* _Work instruction_:
Could you retype, exactly as written, every line from the top of the records through the line that contains "pub enum ConnectionType"?

* _Data in this exercise_:
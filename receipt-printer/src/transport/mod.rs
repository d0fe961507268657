//! Device access abstraction
//!
//! The connection layer never talks to USB or serial APIs directly. It goes
//! through two host capabilities, each of which hands out device handles
//! after a "picker" step:
//!
//! - [`UsbHost`] → [`UsbDevice`]: bulk OUT transfers to a claimed interface
//! - [`SerialHost`] → [`SerialPort`] → [`SerialWriter`]: a byte stream
//!
//! Backends: `nusb` (feature `usb`), `tokio-serial` (feature `serial`) and
//! in-memory mocks (feature `mock`).

#[cfg(any(test, feature = "mock"))]
pub mod mock;
#[cfg(feature = "serial")]
pub mod serial;
#[cfg(feature = "usb")]
pub mod usb;

use async_trait::async_trait;
use serde::{Deserialize, Serialize};
use std::fmt;
use thiserror::Error;

/// Errors raised by host backends
#[derive(Debug, Clone, Error, PartialEq, Eq)]
pub enum HostError {
    /// The picker was dismissed or no device matched
    #[error("No device selected: {0}")]
    NotFound(String),

    /// The port is already open (treated as success when opening)
    #[error("Port is already open")]
    AlreadyOpen,

    /// Access denied by the operating system
    #[error("Access denied: {0}")]
    Security(String),

    /// The device went away
    #[error("Device disconnected")]
    Disconnected,

    #[error("Device I/O error: {0}")]
    Io(String),

    #[error("USB transfer failed: {0}")]
    Transfer(String),
}

impl From<std::io::Error> for HostError {
    fn from(err: std::io::Error) -> Self {
        use std::io::ErrorKind;
        match err.kind() {
            ErrorKind::NotFound => HostError::NotFound(err.to_string()),
            ErrorKind::PermissionDenied => HostError::Security(err.to_string()),
            ErrorKind::NotConnected | ErrorKind::BrokenPipe => HostError::Disconnected,
            _ => HostError::Io(err.to_string()),
        }
    }
}

pub type HostResult<T> = Result<T, HostError>;

/// Which transport a connection uses
#[derive(Debug, Clone, Copy, PartialEq, Eq, Hash, Serialize, Deserialize)]
#[serde(rename_all = "lowercase")]
pub enum ConnectionType {
    Usb,
    Serial,
}

impl fmt::Display for ConnectionType {
    fn fmt(&self, f: &mut fmt::Formatter<'_>) -> fmt::Result {
        match self {
            ConnectionType::Usb => f.write_str("usb"),
            ConnectionType::Serial => f.write_str("serial"),
        }
    }
}

impl std::str::FromStr for ConnectionType {
    type Err = String;

    fn from_str(s: &str) -> Result<Self, Self::Err> {
        match s.trim().to_ascii_lowercase().as_str() {
            "usb" => Ok(ConnectionType::Usb),
            "serial" | "com" => Ok(ConnectionType::Serial),
            other => Err(format!("Unknown transport: {}", other)),
        }
    }
}

/// Descriptor of the connected device
#[derive(Debug, Clone, PartialEq, Eq, Serialize, Deserialize)]
#[serde(tag = "type", rename_all = "lowercase")]
pub enum DeviceInfo {
    Usb {
        product_name: Option<String>,
        manufacturer_name: Option<String>,
        vendor_id: u16,
        product_id: u16,
        serial_number: Option<String>,
    },
    Serial {
        port_name: String,
        vendor_id: Option<u16>,
        product_id: Option<u16>,
    },
}

// ============================================================================
// USB
// ============================================================================

/// Device picker filter. Unset fields match anything.
#[derive(Debug, Clone, Copy, Default, PartialEq, Eq, Serialize, Deserialize)]
pub struct UsbDeviceFilter {
    pub vendor_id: Option<u16>,
    pub product_id: Option<u16>,
    pub class_code: Option<u8>,
}

impl UsbDeviceFilter {
    /// Matches every device. ESC/POS printers ship under many vendor ids.
    pub fn any() -> Self {
        Self::default()
    }

    pub fn vendor(vendor_id: u16) -> Self {
        Self {
            vendor_id: Some(vendor_id),
            ..Self::default()
        }
    }

    /// Whether a device with these ids and interface classes passes the filter
    pub fn matches(&self, vendor_id: u16, product_id: u16, classes: &[u8]) -> bool {
        self.vendor_id.is_none_or(|v| v == vendor_id)
            && self.product_id.is_none_or(|p| p == product_id)
            && self.class_code.is_none_or(|c| classes.contains(&c))
    }
}

#[derive(Debug, Clone, Copy, PartialEq, Eq)]
pub enum EndpointDirection {
    In,
    Out,
}

#[derive(Debug, Clone, Copy, PartialEq, Eq)]
pub enum EndpointKind {
    Control,
    Isochronous,
    Bulk,
    Interrupt,
}

#[derive(Debug, Clone, PartialEq, Eq)]
pub struct UsbEndpoint {
    /// Endpoint address as passed to `transfer_out`
    pub address: u8,
    pub direction: EndpointDirection,
    pub kind: EndpointKind,
    pub max_packet_size: usize,
}

#[derive(Debug, Clone, PartialEq, Eq)]
pub struct UsbAlternate {
    pub setting: u8,
    pub class_code: u8,
    pub endpoints: Vec<UsbEndpoint>,
}

#[derive(Debug, Clone, PartialEq, Eq)]
pub struct UsbInterface {
    pub number: u8,
    pub alternates: Vec<UsbAlternate>,
}

/// Snapshot of the active configuration descriptor
#[derive(Debug, Clone, PartialEq, Eq)]
pub struct UsbConfiguration {
    pub value: u8,
    pub interfaces: Vec<UsbInterface>,
}

/// Location of a bulk OUT endpoint inside a configuration
#[derive(Debug, Clone, Copy, PartialEq, Eq)]
pub struct BulkOut {
    pub interface: u8,
    pub alternate: u8,
    pub endpoint: u8,
}

impl UsbConfiguration {
    /// First bulk OUT endpoint across all interfaces and alternates
    pub fn find_bulk_out(&self) -> Option<BulkOut> {
        self.interfaces.iter().find_map(|iface| {
            iface.alternates.iter().find_map(|alt| {
                alt.endpoints
                    .iter()
                    .find(|ep| {
                        ep.direction == EndpointDirection::Out && ep.kind == EndpointKind::Bulk
                    })
                    .map(|ep| BulkOut {
                        interface: iface.number,
                        alternate: alt.setting,
                        endpoint: ep.address,
                    })
            })
        })
    }
}

/// Source of USB devices (the device picker)
#[async_trait]
pub trait UsbHost: Send + Sync {
    /// Let the host pick one device matching any of the filters
    ///
    /// Fails with [`HostError::NotFound`] when nothing was picked.
    async fn request_device(&self, filters: &[UsbDeviceFilter]) -> HostResult<Box<dyn UsbDevice>>;
}

/// A picked USB device
#[async_trait]
pub trait UsbDevice: Send {
    async fn open(&mut self) -> HostResult<()>;

    /// Active configuration, `None` while unconfigured or closed
    fn configuration(&self) -> Option<UsbConfiguration>;

    async fn select_configuration(&mut self, value: u8) -> HostResult<()>;

    async fn claim_interface(&mut self, interface: u8) -> HostResult<()>;

    async fn select_alternate(&mut self, interface: u8, alternate: u8) -> HostResult<()>;

    async fn release_interface(&mut self, interface: u8) -> HostResult<()>;

    /// Bulk OUT transfer; returns the number of bytes written
    async fn transfer_out(&mut self, endpoint: u8, data: &[u8]) -> HostResult<usize>;

    async fn close(&mut self) -> HostResult<()>;

    fn info(&self) -> DeviceInfo;
}

// ============================================================================
// Serial
// ============================================================================

/// Source of serial ports (the port picker)
#[async_trait]
pub trait SerialHost: Send + Sync {
    /// Fails with [`HostError::NotFound`] when nothing was picked.
    async fn request_port(&self) -> HostResult<Box<dyn SerialPort>>;
}

/// A picked serial port
#[async_trait]
pub trait SerialPort: Send {
    /// Open at the given baud rate. [`HostError::AlreadyOpen`] if it is open.
    async fn open(&mut self, baud_rate: u32) -> HostResult<()>;

    /// Acquire the writable side of an open port
    async fn writer(&mut self) -> HostResult<Box<dyn SerialWriter>>;

    async fn close(&mut self) -> HostResult<()>;

    fn info(&self) -> DeviceInfo;
}

#[async_trait]
pub trait SerialWriter: Send {
    /// Write the whole buffer
    async fn write(&mut self, data: &[u8]) -> HostResult<()>;

    async fn flush(&mut self) -> HostResult<()>;

    /// Give the stream back to the port
    async fn release(&mut self) -> HostResult<()>;
}
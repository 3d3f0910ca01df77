use crate::planner::RenamePlan;
use serde::{Deserialize, Serialize};
use std::fs;
use std::path::PathBuf;

#[derive(Debug, Clone, Serialize, Deserialize, PartialEq, Eq)]
pub enum ExecutionStatus {
    Renamed,
    Failed { reason: String },
}

#[derive(Debug, Clone, Serialize, Deserialize, PartialEq, Eq)]
pub struct ExecutionOutcome {
    pub old_path: PathBuf,
    pub new_path: PathBuf,
    pub status: ExecutionStatus,
}

#[derive(Debug, Clone, Serialize, Deserialize, Default)]
pub struct ApplyResult {
    pub renamed: usize,
    pub failed: usize,
    pub outcomes: Vec<ExecutionOutcome>,
}

/// 計画をエントリ単位のベストエフォートで適用する。1件の失敗は記録して
/// 次のエントリへ進み、バッチ全体は止めない。
pub fn execute_plan(plan: &RenamePlan) -> ApplyResult {
    let mut result = ApplyResult::default();

    for entry in &plan.entries {
        let status = match fs::rename(&entry.old_path, &entry.new_path) {
            Ok(()) => {
                result.renamed += 1;
                ExecutionStatus::Renamed
            }
            Err(err) => {
                result.failed += 1;
                ExecutionStatus::Failed {
                    reason: format!(
                        "リネームに失敗しました: {} -> {}: {}",
                        entry.old_path.display(),
                        entry.new_path.display(),
                        err
                    ),
                }
            }
        };
        result.outcomes.push(ExecutionOutcome {
            old_path: entry.old_path.clone(),
            new_path: entry.new_path.clone(),
            status,
        });
    }

    result
}
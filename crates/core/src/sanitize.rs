/// ファイル名として使えない文字を取り除く。置換ではなく除去。
pub fn sanitize_filename(value: &str) -> String {
    value.chars().filter(|ch| !is_disallowed_char(*ch)).collect()
}

fn is_disallowed_char(ch: char) -> bool {
    matches!(ch, '\\' | '/' | ':' | '*' | '?' | '"' | '<' | '>' | '|')
}
#[cfg(test)]
mod tests {
    use super::*;
    use crate::options::RenameOptions;
    use std::collections::HashSet;
    use std::fs;
    use tempfile::tempdir;

    fn candidate(path: &str) -> CandidateFile {
        CandidateFile::from_path(PathBuf::from(path))
    }

    fn options(pattern: &str) -> RenameOptions {
        RenameOptions {
            output_pattern: pattern.to_string(),
            ..RenameOptions::default()
        }
    }

    #[test]
    fn plan_rejects_empty_pattern_before_running() {
        let err = plan(&[], &RenameOptions::default(), |_| false).expect_err("must fail");
        assert!(err.to_string().contains("出力パターンが空です"));
    }

    #[test]
    fn sequential_two_file_scenario() {
        let mut opts = options("file_{sequence}.{ext}");
        opts.sequential = true;
        opts.start_num = 1;
        opts.digits = 2;

        let files = [candidate("/data/a.txt"), candidate("/data/b.txt")];
        let plan = plan(&files, &opts, |_| false).expect("must plan");

        assert_eq!(
            plan.entries,
            vec![
                RenamePlanEntry {
                    old_path: PathBuf::from("/data/a.txt"),
                    new_path: PathBuf::from("/data/file_01.txt"),
                },
                RenamePlanEntry {
                    old_path: PathBuf::from("/data/b.txt"),
                    new_path: PathBuf::from("/data/file_02.txt"),
                },
            ]
        );
        assert_eq!(plan.stats.planned, 2);
        assert_eq!(plan.stats.conflicts, 0);
    }

    #[test]
    fn internal_collisions_get_distinct_increments_in_scan_order() {
        let opts = options("same.{ext}");
        let files = [
            candidate("/data/a.txt"),
            candidate("/data/b.txt"),
            candidate("/data/c.txt"),
        ];
        let plan = plan(&files, &opts, |_| false).expect("must plan");

        assert_eq!(plan.entries.len(), 3);
        assert_eq!(plan.entries[0].new_path, PathBuf::from("/data/same.txt"));
        assert_eq!(plan.entries[1].new_path, PathBuf::from("/data/same (1).txt"));
        assert_eq!(plan.entries[2].new_path, PathBuf::from("/data/same (2).txt"));

        let distinct: HashSet<_> = plan.entries.iter().map(|e| &e.new_path).collect();
        assert_eq!(distinct.len(), 3);
        assert_eq!(plan.stats.conflicts, 2);
    }

    #[test]
    fn external_collision_probes_past_existing_increments() {
        let opts = options("out.{ext}");
        let files = [candidate("/data/a.txt")];
        let on_disk = |path: &Path| {
            path == Path::new("/data/out.txt") || path == Path::new("/data/out (1).txt")
        };
        let plan = plan(&files, &opts, on_disk).expect("must plan");

        assert_eq!(plan.entries[0].new_path, PathBuf::from("/data/out (2).txt"));
        assert!(plan.events.iter().any(|e| matches!(
            e,
            PlanEvent::Conflict {
                kind: ConflictKind::External,
                resolution: ConflictResolution::Increment,
                ..
            }
        )));
    }

    #[test]
    fn overwrite_policy_accepts_the_colliding_target() {
        let mut opts = options("out.{ext}");
        opts.overwrite_on_conflict = true;
        let files = [candidate("/data/a.txt")];
        let plan =
            plan(&files, &opts, |path| path == Path::new("/data/out.txt")).expect("must plan");

        assert_eq!(plan.entries[0].new_path, PathBuf::from("/data/out.txt"));
    }

    #[test]
    fn skip_policy_drops_colliding_files_and_continues() {
        let mut opts = options("out.{ext}");
        opts.add_increment_on_conflict = false;
        let files = [candidate("/data/a.txt"), candidate("/data/b.txt")];
        let plan =
            plan(&files, &opts, |path| path == Path::new("/data/out.txt")).expect("must plan");

        assert!(plan.entries.is_empty());
        assert_eq!(plan.stats.skipped_no_resolution, 2);
        assert_eq!(plan.stats.scanned_files, 2);
    }

    #[test]
    fn unchanged_name_is_dropped_from_the_plan() {
        let opts = options("{original_name}.{ext}");
        let files = [candidate("/data/photo.txt")];
        let plan = plan(&files, &opts, |_| false).expect("must plan");

        assert!(plan.entries.is_empty());
        assert_eq!(plan.stats.skipped_unchanged, 1);
        assert!(plan
            .events
            .iter()
            .any(|e| matches!(e, PlanEvent::SkippedUnchanged { .. })));
    }

    #[test]
    fn same_path_on_disk_is_never_an_external_conflict() {
        let opts = options("{original_name}.{ext}");
        let files = [candidate("/data/photo.txt")];
        let plan =
            plan(&files, &opts, |path| path == Path::new("/data/photo.txt")).expect("must plan");

        assert_eq!(plan.stats.conflicts, 0);
        assert_eq!(plan.stats.skipped_unchanged, 1);
    }

    #[test]
    fn counter_advances_across_skipped_unchanged_files() {
        // a_001.txt は展開結果が元名と一致してスキップされるが、連番は消費される。
        let mut opts = options("{original_name}_{sequence}.{ext}");
        opts.sequential = true;
        opts.replace_old = "_001".to_string();
        opts.replace_new = String::new();

        let files = [candidate("/data/a_001.txt"), candidate("/data/b.txt")];
        let plan = plan(&files, &opts, |_| false).expect("must plan");

        assert_eq!(plan.stats.skipped_unchanged, 1);
        assert_eq!(plan.entries.len(), 1);
        assert_eq!(plan.entries[0].new_path, PathBuf::from("/data/b_002.txt"));
    }

    #[test]
    fn invalid_regex_warns_once_and_planning_continues() {
        let mut opts = options("new_{original_name}.{ext}");
        opts.remove_regex = Some("[bad".to_string());
        let files = [candidate("/data/a.txt")];
        let plan = plan(&files, &opts, |_| false).expect("must plan");

        assert_eq!(
            plan.events,
            vec![PlanEvent::InvalidRemoveRegex {
                pattern: "[bad".to_string()
            }]
        );
        assert_eq!(plan.entries[0].new_path, PathBuf::from("/data/new_a.txt"));
    }

    #[test]
    fn invalid_date_resolves_placeholder_to_empty() {
        let mut opts = options("{original_name}_{date}.{ext}");
        opts.use_custom_date = true;
        opts.date_value = "not-a-date".to_string();
        let files = [candidate("/data/a.txt")];
        let plan = plan(&files, &opts, |_| false).expect("must plan");

        assert!(plan
            .events
            .iter()
            .any(|e| matches!(e, PlanEvent::InvalidDateValue { .. })));
        assert_eq!(plan.entries[0].new_path, PathBuf::from("/data/a_.txt"));
    }

    #[test]
    fn date_is_reformatted_into_the_name() {
        let mut opts = options("{original_name}_{date}.{ext}");
        opts.use_custom_date = true;
        opts.date_value = "20250609".to_string();
        opts.date_output_format = DateFormat::DmyDashed;
        let files = [candidate("/data/a.txt")];
        let plan = plan(&files, &opts, |_| false).expect("must plan");

        assert_eq!(
            plan.entries[0].new_path,
            PathBuf::from("/data/a_09-06-2025.txt")
        );
    }

    #[test]
    fn sanitization_keeps_disallowed_chars_out_of_the_basename() {
        let mut opts = options("{original_name}.{ext}");
        opts.replace_old = "a".to_string();
        opts.replace_new = "a?b*c".to_string();
        let files = [candidate("/data/a.txt")];
        let plan = plan(&files, &opts, |_| false).expect("must plan");

        let name = plan.entries[0]
            .new_path
            .file_name()
            .and_then(|v| v.to_str())
            .expect("must have name");
        assert_eq!(name, "abc.txt");
    }

    #[test]
    fn extension_case_is_normalized_by_default() {
        let opts = options("{original_name}.{ext}");
        let files = [candidate("/data/PHOTO.JPG")];
        let plan_lower = plan(&files, &opts, |_| false).expect("must plan");
        assert_eq!(
            plan_lower.entries[0].new_path,
            PathBuf::from("/data/PHOTO.jpg")
        );

        let mut keep = options("{original_name}.{ext}");
        keep.ignore_ext_case = false;
        let plan_keep = plan(&files, &keep, |_| false).expect("must plan");
        assert!(plan_keep.entries.is_empty());
        assert_eq!(plan_keep.stats.skipped_unchanged, 1);
    }

    #[test]
    fn increment_probing_works_without_extension() {
        let opts = options("report");
        let files = [candidate("/data/a"), candidate("/data/b")];
        let plan = plan(&files, &opts, |_| false).expect("must plan");

        assert_eq!(plan.entries[0].new_path, PathBuf::from("/data/report"));
        assert_eq!(plan.entries[1].new_path, PathBuf::from("/data/report (1)"));
    }

    #[test]
    fn collect_flat_skips_directories_and_sorts() {
        let temp = tempdir().expect("tempdir");
        fs::write(temp.path().join("b.txt"), b"x").expect("write b");
        fs::write(temp.path().join("a.txt"), b"x").expect("write a");
        fs::create_dir(temp.path().join("sub")).expect("mkdir");
        fs::write(temp.path().join("sub").join("c.txt"), b"x").expect("write c");

        let files = collect_candidate_files(temp.path(), false).expect("must collect");
        let names: Vec<_> = files.iter().map(|f| f.stem.as_str()).collect();
        assert_eq!(names, vec!["a", "b"]);
    }

    #[test]
    fn collect_recursive_includes_subdirectories() {
        let temp = tempdir().expect("tempdir");
        fs::write(temp.path().join("a.txt"), b"x").expect("write a");
        fs::create_dir(temp.path().join("sub")).expect("mkdir");
        fs::write(temp.path().join("sub").join("c.txt"), b"x").expect("write c");

        let files = collect_candidate_files(temp.path(), true).expect("must collect");
        let names: Vec<_> = files.iter().map(|f| f.stem.as_str()).collect();
        assert_eq!(names, vec!["a", "c"]);
    }

    #[test]
    fn recursive_scan_lists_files_before_subdirectory_contents() {
        // z.txt は辞書順ではサブディレクトリ a/ の後だが、走査は同一階層の
        // ファイルを先に出してから下の階層へ降りる。
        let temp = tempdir().expect("tempdir");
        fs::write(temp.path().join("z.txt"), b"x").expect("write z");
        fs::create_dir(temp.path().join("a")).expect("mkdir a");
        fs::write(temp.path().join("a").join("b.txt"), b"x").expect("write b");

        let files = collect_candidate_files(temp.path(), true).expect("must collect");
        let names: Vec<_> = files.iter().map(|f| f.stem.as_str()).collect();
        assert_eq!(names, vec!["z", "b"]);
    }

    #[test]
    fn recursive_scan_keeps_each_level_sorted_files_first() {
        let temp = tempdir().expect("tempdir");
        fs::write(temp.path().join("m.txt"), b"x").expect("write m");
        fs::write(temp.path().join("b.txt"), b"x").expect("write b");
        fs::create_dir(temp.path().join("d1")).expect("mkdir d1");
        fs::create_dir(temp.path().join("d2")).expect("mkdir d2");
        fs::write(temp.path().join("d1").join("q.txt"), b"x").expect("write q");
        fs::write(temp.path().join("d2").join("a.txt"), b"x").expect("write a");

        let files = collect_candidate_files(temp.path(), true).expect("must collect");
        let names: Vec<_> = files.iter().map(|f| f.stem.as_str()).collect();
        assert_eq!(names, vec!["b", "m", "q", "a"]);
    }

    #[test]
    fn generate_plan_rejects_missing_directory() {
        let err = generate_plan(
            Path::new("/nonexistent/nameflux"),
            false,
            &options("{original_name}.{ext}"),
        )
        .expect_err("must fail");
        assert!(err.to_string().contains("フォルダが存在しません"));
    }

    #[test]
    fn candidate_file_splits_stem_and_extension() {
        let file = candidate("/data/archive.tar.gz");
        assert_eq!(file.stem, "archive.tar");
        assert_eq!(file.extension, "gz");

        let file = candidate("/data/.config");
        assert_eq!(file.stem, ".config");
        assert_eq!(file.extension, "");
    }
}
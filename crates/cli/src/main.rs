use anyhow::Result;
use clap::{Args, Parser, Subcommand, ValueEnum};
use nameflux_core::{
    app_paths, execute_plan, generate_plan, load_config, CaseMode, ConflictPolicy, DateFormat,
    ExecutionStatus, PlanEvent, RenameOptions, RenamePlan, SpaceMode,
};
use std::path::PathBuf;

#[derive(Debug, Parser)]
#[command(name = "nameflux-cli")]
#[command(about = "出力パターンとテキスト変換でファイル名を一括リネームします")]
struct Cli {
    #[command(subcommand)]
    command: Commands,
}

#[derive(Debug, Subcommand)]
enum Commands {
    Rename(RenameArgs),
    Config(ConfigArgs),
}

#[derive(Debug, Args)]
struct ConfigArgs {
    #[command(subcommand)]
    action: ConfigAction,
}

#[derive(Debug, Subcommand)]
enum ConfigAction {
    Show,
}

#[derive(Debug, Args)]
struct RenameArgs {
    #[arg(long)]
    dir: PathBuf,
    #[arg(long)]
    pattern: String,
    #[arg(long, default_value_t = false)]
    recursive: bool,
    #[arg(long, default_value_t = false)]
    apply: bool,
    #[arg(long, default_value = "")]
    replace_old: String,
    #[arg(long, default_value = "")]
    replace_new: String,
    #[arg(long)]
    remove_regex: Option<String>,
    #[arg(long, default_value = "keep", help = "keep / upper / lower / capitalize")]
    case: String,
    #[arg(long, default_value = "keep", help = "keep / strip / underscore")]
    spaces: String,
    #[arg(long, default_value_t = false)]
    sequential: bool,
    #[arg(long, default_value_t = 1)]
    start_num: u32,
    #[arg(long, default_value_t = 3)]
    digits: usize,
    #[arg(long, help = "カスタム日付。指定すると {date} が有効になります")]
    date: Option<String>,
    #[arg(long, default_value = "YYYYMMDD")]
    date_input: String,
    #[arg(long, default_value = "YYYYMMDD")]
    date_output: String,
    #[arg(long, default_value_t = false)]
    keep_ext_case: bool,
    #[arg(long, value_enum, default_value_t = OnConflict::Increment)]
    on_conflict: OnConflict,
    #[arg(long, default_value_t = false, help = "上書きモードでの適用を承諾する")]
    force: bool,
    #[arg(long, value_enum, default_value_t = OutputFormat::Table)]
    output: OutputFormat,
}

#[derive(Debug, Clone, Copy, ValueEnum)]
enum OnConflict {
    Increment,
    Overwrite,
    Skip,
}

#[derive(Debug, Clone, Copy, ValueEnum)]
enum OutputFormat {
    Table,
    Json,
}

fn main() -> Result<()> {
    let cli = Cli::parse();

    match cli.command {
        Commands::Rename(args) => cmd_rename(args),
        Commands::Config(config) => match config.action {
            ConfigAction::Show => cmd_config_show(),
        },
    }
}

fn cmd_rename(args: RenameArgs) -> Result<()> {
    let options = RenameOptions {
        output_pattern: args.pattern,
        replace_old: args.replace_old,
        replace_new: args.replace_new,
        remove_regex: args.remove_regex,
        case_mode: CaseMode::from_key(&args.case)?,
        space_mode: SpaceMode::from_key(&args.spaces)?,
        sequential: args.sequential,
        start_num: args.start_num,
        digits: args.digits,
        use_custom_date: args.date.is_some(),
        date_value: args.date.unwrap_or_default(),
        date_input_format: DateFormat::from_key(&args.date_input)?,
        date_output_format: DateFormat::from_key(&args.date_output)?,
        ignore_ext_case: !args.keep_ext_case,
        overwrite_on_conflict: matches!(args.on_conflict, OnConflict::Overwrite),
        add_increment_on_conflict: matches!(args.on_conflict, OnConflict::Increment),
    };

    // 破壊的な設定は明示的な承諾なしに実行へ進めない。
    if args.apply && options.conflict_policy() == ConflictPolicy::Overwrite && !args.force {
        anyhow::bail!(
            "上書きモードで適用するには --force を指定してください。同名の既存ファイルは失われます。"
        );
    }

    let plan = generate_plan(&args.dir, args.recursive, &options)?;

    match args.output {
        OutputFormat::Json => {
            println!("{}", serde_json::to_string_pretty(&plan)?);
        }
        OutputFormat::Table => {
            print_table(&plan);
        }
    }

    if args.apply {
        let result = execute_plan(&plan);
        for outcome in &result.outcomes {
            if let ExecutionStatus::Failed { reason } = &outcome.status {
                eprintln!("{}", reason);
            }
        }
        eprintln!("適用完了: {}件 (失敗 {}件)", result.renamed, result.failed);
    } else {
        eprintln!("dry-runモード: 実ファイルは変更していません。適用するには --apply を指定してください。");
    }

    Ok(())
}

fn cmd_config_show() -> Result<()> {
    let config = load_config()?;
    let paths = app_paths()?;
    println!("設定ファイル: {}", paths.config_path.display());
    println!("{}", toml::to_string_pretty(&config)?);
    Ok(())
}

fn print_table(plan: &RenamePlan) {
    println!("旧ファイル -> 新ファイル");
    for entry in &plan.entries {
        println!(
            "{} -> {}",
            entry.old_path.display(),
            entry.new_path.display()
        );
    }

    for event in &plan.events {
        println!("{}", describe_event(event));
    }

    println!(
        "\n集計: scanned={} planned={} unchanged_skip={} no_resolution_skip={} conflicts={}",
        plan.stats.scanned_files,
        plan.stats.planned,
        plan.stats.skipped_unchanged,
        plan.stats.skipped_no_resolution,
        plan.stats.conflicts
    );
}

fn describe_event(event: &PlanEvent) -> String {
    match event {
        PlanEvent::InvalidRemoveRegex { pattern } => {
            format!("警告: 正規表現が不正なため削除処理を無効化しました: {}", pattern)
        }
        PlanEvent::InvalidDateValue { value, format } => format!(
            "警告: 日付 '{}' が入力フォーマット '{}' と一致しません。{{date}} は空になります",
            value,
            format.key()
        ),
        PlanEvent::Conflict {
            old_path,
            kind,
            resolution,
            new_path,
        } => {
            let kind = match kind {
                nameflux_core::ConflictKind::Internal => "内部",
                nameflux_core::ConflictKind::External => "既存ファイル",
            };
            let resolution = match resolution {
                nameflux_core::ConflictResolution::Overwrite => "上書き",
                nameflux_core::ConflictResolution::Increment => "連番付与",
                nameflux_core::ConflictResolution::Skip => "スキップ",
            };
            format!(
                "衝突({}): {} -> {} [{}]",
                kind,
                old_path.display(),
                new_path.display(),
                resolution
            )
        }
        PlanEvent::SkippedUnchanged { old_path } => {
            format!("スキップ: {} は名前が変わりません", old_path.display())
        }
    }
}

* _Task response_:
filename receipt-printer/src/transport/mod.rs
repository d0fe961507268657
//! Device access abstraction
//!
//! The connection layer never talks to USB or serial APIs directly. It goes
//! through two host capabilities, each of which hands out device handles
//! after a "picker" step:
//!
//! - [`UsbHost`] → [`UsbDevice`]: bulk OUT transfers to a claimed interface
//! - [`SerialHost`] → [`SerialPort`] → [`SerialWriter`]: a byte stream
//!
//! Backends: `nusb` (feature `usb`), `tokio-serial` (feature `serial`) and
//! in-memory mocks (feature `mock`).

#[cfg(any(test, feature = "mock"))]
pub mod mock;
#[cfg(feature = "serial")]
pub mod serial;
#[cfg(feature = "usb")]
pub mod usb;

use async_trait::async_trait;
use serde::{Deserialize, Serialize};
use std::fmt;
use thiserror::Error;

/// Errors raised by host backends
#[derive(Debug, Clone, Error, PartialEq, Eq)]
pub enum HostError {
    /// The picker was dismissed or no device matched
    #[error("No device selected: {0}")]
    NotFound(String),

    /// The port is already open (treated as success when opening)
    #[error("Port is already open")]
    AlreadyOpen,

    /// Access denied by the operating system
    #[error("Access denied: {0}")]
    Security(String),

    /// The device went away
    #[error("Device disconnected")]
    Disconnected,

    #[error("Device I/O error: {0}")]
    Io(String),

    #[error("USB transfer failed: {0}")]
    Transfer(String),
}

impl From<std::io::Error> for HostError {
    fn from(err: std::io::Error) -> Self {
        use std::io::ErrorKind;
        match err.kind() {
            ErrorKind::NotFound => HostError::NotFound(err.to_string()),
            ErrorKind::PermissionDenied => HostError::Security(err.to_string()),
            ErrorKind::NotConnected | ErrorKind::BrokenPipe => HostError::Disconnected,
            _ => HostError::Io(err.to_string()),
        }
    }
}

pub type HostResult<T> = Result<T, HostError>;

/// Which transport a connection uses
#[derive(Debug, Clone, Copy, PartialEq, Eq, Hash, Serialize, Deserialize)]
#[serde(rename_all = "lowercase")]
pub enum ConnectionType {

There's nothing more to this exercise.